There’s a hidden track at the end of the first D12 album where Eminem calls out, er, Fred Durst, over the way he backed down from Em’s side in his beef with Everlast. It’s all kind of dated, but bear with me. At the end of the track, he starts talking about if you’re scared of whitey ford, dog, just say you’re scared of whitey ford- that’s all you had to say, i wouldn’t have said shit. It’s maybe a weird analogy, but that’s how I feel about the statement Obama released on FISA. The dude is a constitutional law professor. He knows that shit is illegal. If he wants to play along with the President because he doesn’t want to blow the capital he’s got now that he’s gotten past Clinton and the Wright bullshit, then just say you don’t think it’s worth the time. But don’t pretend that the posturing is worth a damn. That’s just insulting, and it’s making those supporters who don’t want to delete the Will.I.Am song from their iPods yet look pretty fucking stupid.
The thing that frustrates me so much about it personally, though, is that it’s not even that costly a bill to oppose. Granting immunity to companies that let the Bush administration spy on their customers without warrants or oversight is not exactly tops on the voting public’s wishlist, and since he voted against previous versions of the bill, he’ll be hit with the same smears anyway. It’s not like he was voting yes on a bill that would forever mandate that Jeremiah Wright personally be allowed to abort the babies of every white veteran. It’s an issue on which a constitutional scholar is clearly on the moral high-ground. It is definitely disappointing.

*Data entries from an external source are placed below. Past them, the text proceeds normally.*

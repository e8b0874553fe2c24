pub mod config;
pub mod logging;

pub mod control;
pub mod coordinator;
pub mod fetcher;
pub mod locator;
pub mod merger;
pub mod pipeline;
pub mod recording;
pub mod retry;
pub mod session;
pub mod storage;
pub mod task;
pub mod workspace;

#[cfg(test)]
pub(crate) mod test_support;
//! Classify HTTP status, curl errors and payload problems into retry policy error kinds.

use super::error::SegmentError;
use super::policy::ErrorKind;

/// Classify an HTTP status code for retry decisions.
pub fn classify_http_status(code: u32) -> ErrorKind {
    match code {
        429 | 503 => ErrorKind::Throttled,
        500..=599 => ErrorKind::Http5xx(code as u16),
        408 => ErrorKind::Timeout,
        _ => ErrorKind::Other,
    }
}

/// Classify a curl error for retry decisions.
pub fn classify_curl_error(e: &curl::Error) -> ErrorKind {
    if e.is_operation_timedout() {
        return ErrorKind::Timeout;
    }
    if e.is_couldnt_connect()
        || e.is_couldnt_resolve_host()
        || e.is_couldnt_resolve_proxy()
        || e.is_read_error()
        || e.is_recv_error()
        || e.is_send_error()
        || e.is_got_nothing()
        || e.is_partial_file()
    {
        return ErrorKind::Connection;
    }
    ErrorKind::Other
}

/// Classify a segment error into an ErrorKind.
pub fn classify(e: &SegmentError) -> ErrorKind {
    match e {
        SegmentError::Curl(ce) => classify_curl_error(ce),
        SegmentError::Http(code) => classify_http_status(*code),
        SegmentError::PartialTransfer { .. } | SegmentError::Empty => ErrorKind::Truncated,
        SegmentError::Storage(_) | SegmentError::Cancelled => ErrorKind::Other,
    }
}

But it’s okay if he’s not the ultimate Presidential dream-date. If it weren’t this that tripped you up, it’d be something else, a little further down the line. Believing so whole-heartedly in anyone- politician or otherwise- is just going to let you down. Elliott Spitzer had die-hard true-believers who thought he walked the walk; hell, for that matter, so did Hunter S Thompson. There are lots of people who can inspire you in a lot of ways, but they’re all people and they will all let you down if you expect them to be something greater. It’s way better to accept that about Obama now than years into his Presidency.